The Lounge is rated PG. If you're about to post something you wouldn't want your
kid sister to read then don't post it. No flame wars, no abusive conduct, no programming
questions and please don't post ads.
Anyway, what's so special about "special" characters? It's a phrase that's always got my back up. Is it just meant to be non-alphanumeric characters? These "special" characters are not so special when it comes to punctuation, etc!
Hey, it could be worse. I recently inherited a code base that won't even compile in release mode, only debug mode. And OFC it's using C's char type all over the place. Hey, the codebase is from 2016 mind you, so both Unicode and Unicode path names are a thing. And we're a German R&D office so umlauts are a thing as well. Ah, and the running code expects several support files RELATIVE TO THE WORKING DIRECTORY! In the meantime, I was able to toss that monstrosity. Do you want to guess what my successor did? He wrote a batch file to change to the proper folder and then launch the binary. Instead of fixing the source code to ignore the working directory. Ah, and this batch file bloody hell relies on an environmental variable to tell it where it lies itself.
A part of this, I know for a fact, is to blame on both my predecessor's and my successor's deep hate for Windows and love for Linux (so they litereally couldn't give less of a damn how to makes things properly work on Windows), another part is simply "I don't want to learn anything new since I learned coding back in the 60s". And, I kid you not, this is but a slightly redacted quotation of the answer I received when trying to teach one of those guys ARC to pass a linked list between a part they're mainaining and the part that I was maintaining.
And here we're back to where you started: Some people are just stuck in the 60s, or generally in the past. Learned coding back then, when 7-bit ASCII was the only way to go and simply couldn't care less about keeping up with the times. Even if keeping up with the tiems is but a matter of using ready constructs (like Unicode strings or c++'s list<T>).
Ponder your own code that reflects user input data (like comments) back to a web page.
Realize that disallowing ALL special characters makes the data in the DB very future proof.
Points to consider:
Assume any input is trying to hack you
Don't trust that the data in your DB is really safe if a user entered it originally.
Today you emit from DB -> HTML and everything is safe.
Tomorrow you emit from DB -> JSON and a lurking time bomb blows up in your face
as all of your customers start mining bitcoin for someone (not you).
What I don't get is why this could be possible for input fields that are only meant for plain text input: aren't these recognizable to the interpreter as containers with content that shouldn't be interpreted at all?

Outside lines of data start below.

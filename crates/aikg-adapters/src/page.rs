//! Page fetch through the shared rate-limited fetcher.

use std::sync::{Arc, LazyLock};

use aikg_storage::HttpFetcher;
use async_trait::async_trait;
use regex::Regex;
use scraper::Html;
use tracing::debug;

use crate::{AdapterError, PageFetcher, PageFormat};

static NOISY_BLOCKS: LazyLock<Vec<Regex>> = LazyLock::new(|| {
    [
        r"(?is)<script\b[^>]*>.*?</script\s*>",
        r"(?is)<style\b[^>]*>.*?</style\s*>",
        r"(?is)<noscript\b[^>]*>.*?</noscript\s*>",
        r"(?is)<iframe\b[^>]*>.*?</iframe\s*>",
        r"(?s)<!--.*?-->",
        r"(?i)<(?:meta|link)\b[^>]*>",
    ]
    .iter()
    .map(|pattern| Regex::new(pattern).expect("block regex"))
    .collect()
});

static NOISY_ATTRIBUTES: LazyLock<Regex> = LazyLock::new(|| {
    Regex::new(r#"(?i)\s+(?:on[a-z]+|data-[a-z0-9_-]+)\s*=\s*(?:"[^"]*"|'[^']*'|[^\s>]+)"#)
        .expect("attribute regex")
});

static BLANK_RUNS: LazyLock<Regex> =
    LazyLock::new(|| Regex::new(r"\n[ \t]*(?:\n[ \t]*)+").expect("blank-run regex"));

/// Removes scripts, styles, noscript blocks, iframes, comments, meta/link tags, inline event
/// handlers and `data-*` attributes; collapses blank-line runs.
pub fn clean_html(html: &str) -> String {
    let mut cleaned = html.to_string();
    for block in NOISY_BLOCKS.iter() {
        cleaned = block.replace_all(&cleaned, "").into_owned();
    }
    let cleaned = NOISY_ATTRIBUTES.replace_all(&cleaned, "");
    BLANK_RUNS.replace_all(&cleaned, "\n").trim().to_string()
}

/// Visible text of a document, one text run per line.
pub fn html_to_text(html: &str) -> String {
    let document = Html::parse_document(&clean_html(html));
    document
        .root_element()
        .text()
        .map(|t| t.split_whitespace().collect::<Vec<_>>().join(" "))
        .filter(|t| !t.is_empty())
        .collect::<Vec<_>>()
        .join("\n")
}

#[derive(Debug, Clone)]
pub struct HttpPageFetcher {
    http: Arc<HttpFetcher>,
}

impl HttpPageFetcher {
    pub fn new(http: Arc<HttpFetcher>) -> Self {
        Self { http }
    }
}

#[async_trait]
impl PageFetcher for HttpPageFetcher {
    async fn fetch_page(&self, url: &str, format: PageFormat) -> Result<String, AdapterError> {
        let response = self.http.fetch_bytes(url).await?;
        let raw = response.text();
        let page = match format {
            PageFormat::Html => clean_html(&raw),
            PageFormat::Text => html_to_text(&raw),
        };
        debug!(
            url,
            final_url = %response.final_url,
            raw_chars = raw.len(),
            chars = page.len(),
            ?format,
            "page fetched"
        );
        Ok(page)
    }
}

If so, why would the contents - user-provided or not - be subjected to any restriction at all? Why should the browser even try to interpret the input field contents?

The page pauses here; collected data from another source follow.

//! Core domain model, retry budgets and backoff for AIKG.

use std::fmt::Display;
use std::future::Future;
use std::time::Duration;

use chrono::{DateTime, Utc};
use serde::{Deserialize, Serialize};
use thiserror::Error;
use tracing::warn;
use uuid::Uuid;

pub const CRATE_NAME: &str = "aikg-core";

pub type WebsiteId = i64;
pub type ArticleId = i64;
pub type SubscriptionId = Uuid;

/// Title stored for extracted candidates that came back without one.
pub const UNTITLED_ARTICLE: &str = "Untitled";

/// Outcome of the most recent scrape attempt for a website.
#[derive(Debug, Clone, Copy, PartialEq, Eq, Hash, Serialize, Deserialize, Default)]
#[serde(rename_all = "snake_case")]
pub enum FetchStatus {
    #[default]
    NotFetched,
    Success,
    Failed,
}

impl FetchStatus {
    pub fn as_i16(self) -> i16 {
        match self {
            Self::NotFetched => 0,
            Self::Success => 1,
            Self::Failed => 2,
        }
    }

    pub fn from_i16(value: i16) -> Option<Self> {
        match value {
            0 => Some(Self::NotFetched),
            1 => Some(Self::Success),
            2 => Some(Self::Failed),
            _ => None,
        }
    }
}

/// A listing page that is scraped for article links.
#[derive(Debug, Clone, PartialEq, Eq, Serialize, Deserialize)]
pub struct WebsiteConfig {
    pub id: WebsiteId,
    pub name: String,
    pub url: String,
    pub base_domain: String,
    pub enabled: bool,
    pub today_retry_count: u32,
    pub last_fetch_status: FetchStatus,
    pub last_fetch_time: Option<DateTime<Utc>>,
    pub create_time: DateTime<Utc>,
    pub update_time: DateTime<Utc>,
}

impl WebsiteConfig {
    pub fn retry_budget(&self, max: u32) -> RetryBudget {
        RetryBudget::new(self.today_retry_count, max)
    }
}

/// Admin-supplied fields for creating or replacing a website.
#[derive(Debug, Clone, PartialEq, Eq, Serialize, Deserialize)]
pub struct NewWebsite {
    pub name: String,
    pub url: String,
    pub base_domain: String,
    #[serde(default = "default_true")]
    pub enabled: bool,
}

fn default_true() -> bool {
    true
}

#[derive(Debug, Clone, Copy, PartialEq, Eq, Hash, Serialize, Deserialize, Default)]
#[serde(rename_all = "snake_case")]
pub enum ArticleStatus {
    #[default]
    Pending,
    Processing,
    Completed,
    Failed,
}

impl ArticleStatus {
    pub fn as_i16(self) -> i16 {
        match self {
            Self::Pending => 0,
            Self::Processing => 1,
            Self::Completed => 2,
            Self::Failed => 3,
        }
    }

    pub fn from_i16(value: i16) -> Option<Self> {
        match value {
            0 => Some(Self::Pending),
            1 => Some(Self::Processing),
            2 => Some(Self::Completed),
            3 => Some(Self::Failed),
            _ => None,
        }
    }

    pub fn parse(value: &str) -> Option<Self> {
        match value.to_ascii_lowercase().as_str() {
            "pending" | "0" => Some(Self::Pending),
            "processing" | "1" => Some(Self::Processing),
            "completed" | "2" => Some(Self::Completed),
            "failed" | "3" => Some(Self::Failed),
            _ => None,
        }
    }
}

/// A discovered article. The full text is never persisted, only the summary.
#[derive(Debug, Clone, PartialEq, Eq, Serialize, Deserialize)]
pub struct Article {
    pub id: ArticleId,
    pub title: String,
    pub url: String,
    pub source_url: Option<String>,
    pub status: ArticleStatus,
    pub process_count: u32,
    pub summary: Option<String>,
    pub error_message: Option<String>,
    pub create_time: DateTime<Utc>,
    pub update_time: DateTime<Utc>,
}

#[derive(Debug, Clone, PartialEq, Eq, Serialize, Deserialize)]
pub struct NewArticle {
    pub title: String,
    pub url: String,
    pub source_url: Option<String>,
}

/// One `{title, url}` pair extracted from a listing page.
#[derive(Debug, Clone, PartialEq, Eq, Serialize, Deserialize, Default)]
pub struct ArticleCandidate {
    #[serde(default)]
    pub title: Option<String>,
    #[serde(default)]
    pub url: Option<String>,
}

impl ArticleCandidate {
    pub fn new(title: impl Into<String>, url: impl Into<String>) -> Self {
        Self {
            title: Some(title.into()),
            url: Some(url.into()),
        }
    }

    /// Returns the trimmed title and url, or `None` when either is missing.
    pub fn to_new_article(&self, source_url: Option<&str>) -> Option<NewArticle> {
        let title = self.title.as_deref().map(str::trim).filter(|t| !t.is_empty())?;
        let url = self.url.as_deref().map(str::trim).filter(|u| !u.is_empty())?;
        Some(NewArticle {
            title: title.to_string(),
            url: url.to_string(),
            source_url: source_url.map(str::to_string),
        })
    }
}

/// Batch emitted by a successful scrape attempt.
#[derive(Debug, Clone, PartialEq, Eq, Serialize, Deserialize)]
pub struct DiscoveredBatch {
    pub website_id: Option<WebsiteId>,
    pub source_url: String,
    pub candidates: Vec<ArticleCandidate>,
}

/// A newsletter subscription: one topic, one persona, one recipient.
#[derive(Debug, Clone, PartialEq, Eq, Serialize, Deserialize)]
pub struct Subscription {
    pub id: SubscriptionId,
    pub area: String,
    pub reader: String,
    pub reader_email: String,
    pub active: bool,
    pub schedule_cron: Option<String>,
    pub create_time: DateTime<Utc>,
    pub update_time: DateTime<Utc>,
}

impl Subscription {
    /// The subscription's own cron, or `default` when unset or blank.
    pub fn effective_cron<'a>(&'a self, default: &'a str) -> &'a str {
        match self.schedule_cron.as_deref().map(str::trim) {
            Some(cron) if !cron.is_empty() => cron,
            _ => default,
        }
    }
}

#[derive(Debug, Clone, PartialEq, Eq, Serialize, Deserialize)]
pub struct NewSubscription {
    pub area: String,
    pub reader: String,
    pub reader_email: String,
    #[serde(default = "default_true")]
    pub active: bool,
    #[serde(default)]
    pub schedule_cron: Option<String>,
}

#[derive(Debug, Clone, Copy, PartialEq, Eq, Hash, Serialize, Deserialize)]
#[serde(rename_all = "snake_case")]
pub enum SubscriptionChangeKind {
    Created,
    Updated,
    Deleted,
    Activated,
    Deactivated,
    ScheduleUpdated,
}

impl SubscriptionChangeKind {
    /// Whether the live job must be (re)created, as opposed to cancelled.
    pub fn requires_schedule(self) -> bool {
        matches!(
            self,
            Self::Created | Self::Updated | Self::Activated | Self::ScheduleUpdated
        )
    }
}

/// Published after every successful subscription mutation.
#[derive(Debug, Clone, PartialEq, Eq, Serialize, Deserialize)]
pub struct SubscriptionChange {
    pub kind: SubscriptionChangeKind,
    pub subscription: Subscription,
}

/// Bounded attempt counter for one entity.
#[derive(Debug, Clone, Copy, PartialEq, Eq, Serialize, Deserialize)]
pub struct RetryBudget {
    pub used: u32,
    pub max: u32,
}

impl RetryBudget {
    pub fn new(used: u32, max: u32) -> Self {
        Self { used, max }
    }

    pub fn allows(used: u32, max: u32) -> bool {
        used < max
    }

    pub fn is_eligible(&self) -> bool {
        Self::allows(self.used, self.max)
    }

    pub fn remaining(&self) -> u32 {
        self.max.saturating_sub(self.used)
    }
}

#[derive(Debug, Clone, Copy, PartialEq, Eq)]
pub struct BackoffPolicy {
    pub max_attempts: usize,
    pub base_delay: Duration,
    pub max_delay: Duration,
}

impl Default for BackoffPolicy {
    fn default() -> Self {
        Self {
            max_attempts: 3,
            base_delay: Duration::from_secs(1),
            max_delay: Duration::from_secs(30),
        }
    }
}

impl BackoffPolicy {
    pub fn delay_for_attempt(&self, attempt_index: usize) -> Duration {
        let factor = 1u32.checked_shl(attempt_index as u32).unwrap_or(u32::MAX);
        let delay = self.base_delay.saturating_mul(factor);
        delay.min(self.max_delay)
    }
}

#[derive(Debug, Clone, Error, PartialEq, Eq)]
#[error("{operation} gave up after {attempts} attempts: {last_error}")]
pub struct RetryExhausted {
    pub operation: String,
    pub attempts: usize,
    pub last_error: String,
}

/// Runs `attempt_fn` until it succeeds or `policy.max_attempts` is reached, sleeping
/// `delay_for_attempt(n)` between consecutive attempts. No sleep follows the final attempt.
pub async fn retry_with_backoff<T, E, F, Fut>(
    policy: &BackoffPolicy,
    operation: &str,
    mut attempt_fn: F,
) -> Result<T, RetryExhausted>
where
    F: FnMut(usize) -> Fut,
    Fut: Future<Output = Result<T, E>>,
    E: Display,
{
    let attempts = policy.max_attempts.max(1);
    let mut last_error = String::new();

    for attempt in 0..attempts {
        match attempt_fn(attempt).await {
            Ok(value) => return Ok(value),
            Err(err) => {
                last_error = err.to_string();
                if attempt + 1 < attempts {
                    let delay = policy.delay_for_attempt(attempt);
                    warn!(
                        operation,
                        attempt = attempt + 1,
                        max_attempts = attempts,
                        delay_ms = delay.as_millis() as u64,
                        error = %last_error,
                        "attempt failed; backing off"
                    );
                    tokio::time::sleep(delay).await;
                }
            }
        }
    }

    warn!(operation, attempts, error = %last_error, "retries exhausted");
    Err(RetryExhausted {
        operation: operation.to_string(),
        attempts,
        last_error,
    })
}

#[cfg(test)]
mod tests {
    use super::*;
    use chrono::TimeZone;
    use std::sync::atomic::{AtomicUsize, Ordering};

    fn ts() -> DateTime<Utc> {
        Utc.with_ymd_and_hms(2026, 2, 24, 12, 0, 0).single().unwrap()
    }

    #[test]
    fn retry_budget_gates_on_strictly_less_than_max() {
        assert!(RetryBudget::new(0, 5).is_eligible());
        assert!(RetryBudget::new(4, 5).is_eligible());
        assert!(!RetryBudget::new(5, 5).is_eligible());
        assert!(!RetryBudget::new(0, 0).is_eligible());
        assert_eq!(RetryBudget::new(7, 5).remaining(), 0);
    }

    #[test]
    fn backoff_doubles_from_one_second_and_caps() {
        let policy = BackoffPolicy::default();
        assert_eq!(policy.delay_for_attempt(0), Duration::from_secs(1));
        assert_eq!(policy.delay_for_attempt(1), Duration::from_secs(2));
        assert_eq!(policy.delay_for_attempt(2), Duration::from_secs(4));
        assert_eq!(policy.delay_for_attempt(40), Duration::from_secs(30));
    }

    #[tokio::test(start_paused = true)]
    async fn retry_sleeps_between_attempts_and_returns_first_success() {
        let calls = AtomicUsize::new(0);
        let started = tokio::time::Instant::now();
        let result = retry_with_backoff(&BackoffPolicy::default(), "test-op", |attempt| {
            calls.fetch_add(1, Ordering::SeqCst);
            async move {
                if attempt < 2 {
                    Err("empty response")
                } else {
                    Ok(attempt)
                }
            }
        })
        .await;

        assert_eq!(result, Ok(2));
        assert_eq!(calls.load(Ordering::SeqCst), 3);
        assert!(started.elapsed() >= Duration::from_secs(3));
    }

    #[tokio::test(start_paused = true)]
    async fn retry_reports_last_error_when_exhausted() {
        let err = retry_with_backoff(&BackoffPolicy::default(), "summary", |attempt| async move {
            Err::<(), _>(format!("boom {attempt}"))
        })
        .await
        .unwrap_err();

        assert_eq!(err.attempts, 3);
        assert_eq!(err.last_error, "boom 2");
        assert_eq!(err.operation, "summary");
    }

    #[test]
    fn candidate_without_title_or_url_is_rejected() {
        assert!(ArticleCandidate::default().to_new_article(None).is_none());
        assert!(ArticleCandidate {
            title: Some("  ".into()),
            url: Some("https://x.com/a".into())
        }
        .to_new_article(None)
        .is_none());
        let article = ArticleCandidate::new(" A ", " https://x.com/a ")
            .to_new_article(Some("https://x.com"))
            .unwrap();
        assert_eq!(article.title, "A");
        assert_eq!(article.url, "https://x.com/a");
        assert_eq!(article.source_url.as_deref(), Some("https://x.com"));
    }

    #[test]
    fn effective_cron_falls_back_for_blank_values() {
        let mut sub = Subscription {
            id: Uuid::new_v4(),
            area: "llm".into(),
            reader: "engineer".into(),
            reader_email: "a@b.c".into(),
            active: true,
            schedule_cron: Some("   ".into()),
            create_time: ts(),
            update_time: ts(),
        };
        assert_eq!(sub.effective_cron("0 0 8 * * *"), "0 0 8 * * *");
        sub.schedule_cron = Some("0 30 9 * * *".into());
        assert_eq!(sub.effective_cron("0 0 8 * * *"), "0 30 9 * * *");
    }

    #[test]
    fn status_codes_round_trip_through_storage_encoding() {
        for status in [
            ArticleStatus::Pending,
            ArticleStatus::Processing,
            ArticleStatus::Completed,
            ArticleStatus::Failed,
        ] {
            assert_eq!(ArticleStatus::from_i16(status.as_i16()), Some(status));
        }
        assert_eq!(FetchStatus::from_i16(2), Some(FetchStatus::Failed));
        assert_eq!(ArticleStatus::parse("Completed"), Some(ArticleStatus::Completed));
        assert_eq!(
            serde_json::to_string(&SubscriptionChangeKind::ScheduleUpdated).unwrap(),
            "\"schedule_updated\""
        );
    }
}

If not, why not? Why is there no way to define input field contents as off-limits to the interpreter?
GOTOs are a bit like wire coat hangers: they tend to breed in the darkness, such that where there once were few, eventually there are many, and the program's architecture collapses beneath them. (Fran Poretto)
As a main rule, I write software to handle any name etc. in two forms: One "internal", technical, which may be restricted in use of encoding, special characters including space, lenght etc. This is the true identifier for an object, or whatever.
The other is an arbitrary length "User friendly" name which may contain arbitrary characters, and it may even be replaced with another name depending on the UI language; it is used in all user dialogs.
The "disadvantage" is that the application code very much leaves this name to be controlled by the user. So e.g. uniqueness cannot be guaranteed. Sure, the code could have refused to accept a duplicate name, but that would restrict the UI naming. (UI names can originate from different sources, so who has "the highest right" to use a given name?) In an interactive UI both matches can be presented, with additional metadata for the user to select.
For non-interactive applications, I always make a fallback to the internal name (which is not at all "secret"), so that batch files / scripts may uniquely identify an object no matter what the user friendly names are. (But for that reason, some resemblance with the user friendly name turns out to be "user friendly" )
This is very much in the style of database identification of tuples: Selection may be based on one or more user specified values, or on some tuple ID defined as a primary key if no (combination of) user attributes are suitable.
I have followed this naming philosophy, with a restricted syntax "internal" name and a free syntax "external" name for a handful systems, and I am so satisfied with it that I will continue to do it that way in future projects whenever it fits in among other requirements.